Author: Andrés Klistein, Master in Industrial Economics and Markets, UC3M.
Road crashes account for more than 30,000 deaths each year and are the leading cause of death among people under 35 years of age in the United States. Most efforts by governments and civil society organisations to prevent this problem emphasise the individual responsibility of drivers in two ways: either by changing driving behaviour or by increasing awareness of the risks they take behind the wheel. However, little attention is paid to the structural factors that affect mobility and, therefore, the accident rate. This paper therefore analyses the relationship between urban sprawl and road fatalities. Urban sprawl refers to the expansion of cities into low-density peripheral or semi-rural areas of cities, which means increased car dependency. Distant measures related to urban sprawl were taken; low population density, high sum of distances travelled by vehicles in these areas and low use of public transport. The analysis is conducted using two distinct but complementary approaches with data from the US. First, a time series analysis is conducted with national level data from 1920 to 2018 and second by analysing panel data from the 51 states between 2007 and 2018. Total distance travelled by cars shows a positive correlation with road accident fatalities, with an elasticity equal to 1. That is, a 1% increase in km/miles travelled is associated with a 1% increase in road accident fatalities. The use of public transport is negatively correlated with these deaths. So if public transport trips were doubled, holding other variables constant, road fatalities would fall by 5.5%. This can be explained by modal shift, avoidance of drink-driving and the incidence of areas where there is good public transport coverage and short walking distances. It is therefore not surprising that population density also shows a negative correlation with accident rates, which can be explained by the higher friction that reduces traffic speeds and the contribution of density to the efficiency of public transport.

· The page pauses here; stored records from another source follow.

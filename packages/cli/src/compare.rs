use crate::Cli;

/// Compare two versions.
#[derive(Clone, Debug, clap::Args)]
#[group(skip)]
pub struct Args {
	/// The left version.
	#[arg(index = 1)]
	pub left: String,

	/// The right version.
	#[arg(index = 2)]
	pub right: String,
}

impl Cli {
	pub fn command_compare(&self, args: Args) -> Result<std::process::ExitCode, crate::Error> {
		let scheme = self.scheme();
		let left = scheme.parse_version(&args.left)?;
		let right = scheme.parse_version(&args.right)?;
		let ordering = match left.cmp(&right) {
			std::cmp::Ordering::Less => "<",
			std::cmp::Ordering::Equal => "=",
			std::cmp::Ordering::Greater => ">",
		};
		println!("{} {} {}", args.left, ordering, args.right);
		Ok(std::process::ExitCode::SUCCESS)
	}
}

In summary, it is important that the design of public policies related to mobility considers urban sprawl as a risk factor. The use of public transport has positive externalities on safety and security, which is enhanced by the existence of compact, integrated cities with urban development guided by a good public transport network. This issue has become particularly relevant with the COVID pandemic, as it has increased people's desire to live on the periphery of cities in areas with lower population densities. This article is based on the results of the Master's Thesis (TFM). Spatial distribution and other structural factors affecting traffic fatalities". "The project will be defended in July 2021 at the Carlos III University of Madrid under the direction of Álvaro Escribano Sáez, Professor of Economics.